* PROBLEM STATEMENT *
Could you print every record below exactly as written?

[Stored data entries]

-*-

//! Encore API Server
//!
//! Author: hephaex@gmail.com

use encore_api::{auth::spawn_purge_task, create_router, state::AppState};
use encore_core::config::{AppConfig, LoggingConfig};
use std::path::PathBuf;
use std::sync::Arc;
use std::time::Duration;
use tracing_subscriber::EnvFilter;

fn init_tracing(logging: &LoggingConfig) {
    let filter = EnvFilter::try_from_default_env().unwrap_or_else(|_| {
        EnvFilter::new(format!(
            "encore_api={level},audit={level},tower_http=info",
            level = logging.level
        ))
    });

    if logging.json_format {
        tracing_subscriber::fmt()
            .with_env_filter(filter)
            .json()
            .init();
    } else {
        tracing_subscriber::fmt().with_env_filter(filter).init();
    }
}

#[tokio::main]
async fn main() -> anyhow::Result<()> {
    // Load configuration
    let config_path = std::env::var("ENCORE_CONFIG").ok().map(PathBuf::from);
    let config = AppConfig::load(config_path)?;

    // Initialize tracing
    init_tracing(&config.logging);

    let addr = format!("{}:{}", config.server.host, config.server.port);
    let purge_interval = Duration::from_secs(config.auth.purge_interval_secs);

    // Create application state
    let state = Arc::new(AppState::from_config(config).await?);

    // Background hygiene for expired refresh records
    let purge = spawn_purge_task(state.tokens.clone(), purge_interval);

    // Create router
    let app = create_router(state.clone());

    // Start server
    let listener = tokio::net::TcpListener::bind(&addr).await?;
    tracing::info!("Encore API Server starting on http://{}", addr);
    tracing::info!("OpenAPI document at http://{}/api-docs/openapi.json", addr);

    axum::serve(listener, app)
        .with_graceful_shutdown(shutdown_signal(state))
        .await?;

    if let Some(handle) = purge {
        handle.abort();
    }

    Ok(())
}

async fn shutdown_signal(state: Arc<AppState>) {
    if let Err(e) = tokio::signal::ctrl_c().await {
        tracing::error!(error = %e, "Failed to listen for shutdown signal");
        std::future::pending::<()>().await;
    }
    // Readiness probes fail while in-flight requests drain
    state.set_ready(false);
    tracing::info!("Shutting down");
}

-*-

* RESPONSE BOX *
//! Encore API Server
//!
//! Author: hephaex@gmail.com

use encore_api::{auth::spawn_purge_task, create_router, state::AppState};
use encore_core::config::{AppConfig, LoggingConfig};
use std::path::PathBuf;
use std::sync::Arc;
use std::time::Duration;
use tracing_subscriber::EnvFilter;

fn init_tracing(logging: &LoggingConfig) {
    let filter = EnvFilter::try_from_default_env().unwrap_or_else(|_| {
        EnvFilter::new(format!(
            "encore_api={level},audit={level},tower_http=info",
            level = logging.level
        ))
    });

    if logging.json_format {
        tracing_subscriber::fmt()
            .with_env_filter(filter)
            .json()
            .init();
    } else {
        tracing_subscriber::fmt().with_env_filter(filter).init();
    }
}

#[tokio::main]
async fn main() -> anyhow::Result<()> {
    // Load configuration
    let config_path = std::env::var("ENCORE_CONFIG").ok().map(PathBuf::from);
    let config = AppConfig::load(config_path)?;

    // Initialize tracing
    init_tracing(&config.logging);

    let addr = format!("{}:{}", config.server.host, config.server.port);
    let purge_interval = Duration::from_secs(config.auth.purge_interval_secs);

    // Create application state
    let state = Arc::new(AppState::from_config(config).await?);

    // Background hygiene for expired refresh records
    let purge = spawn_purge_task(state.tokens.clone(), purge_interval);

    // Create router
    let app = create_router(state.clone());

    // Start server
    let listener = tokio::net::TcpListener::bind(&addr).await?;
    tracing::info!("Encore API Server starting on http://{}", addr);
    tracing::info!("OpenAPI document at http://{}/api-docs/openapi.json", addr);

    axum::serve(listener, app)
        .with_graceful_shutdown(shutdown_signal(state))
        .await?;

    if let Some(handle) = purge {
        handle.abort();
    }

    Ok(())
}

async fn shutdown_signal(state: Arc<AppState>) {
    if let Err(e) = tokio::signal::ctrl_c().await {
        tracing::error!(error = %e, "Failed to listen for shutdown signal");
        std::future::pending::<()>().await;
    }
    // Readiness probes fail while in-flight requests drain
    state.set_ready(false);
    tracing::info!("Shutting down");
}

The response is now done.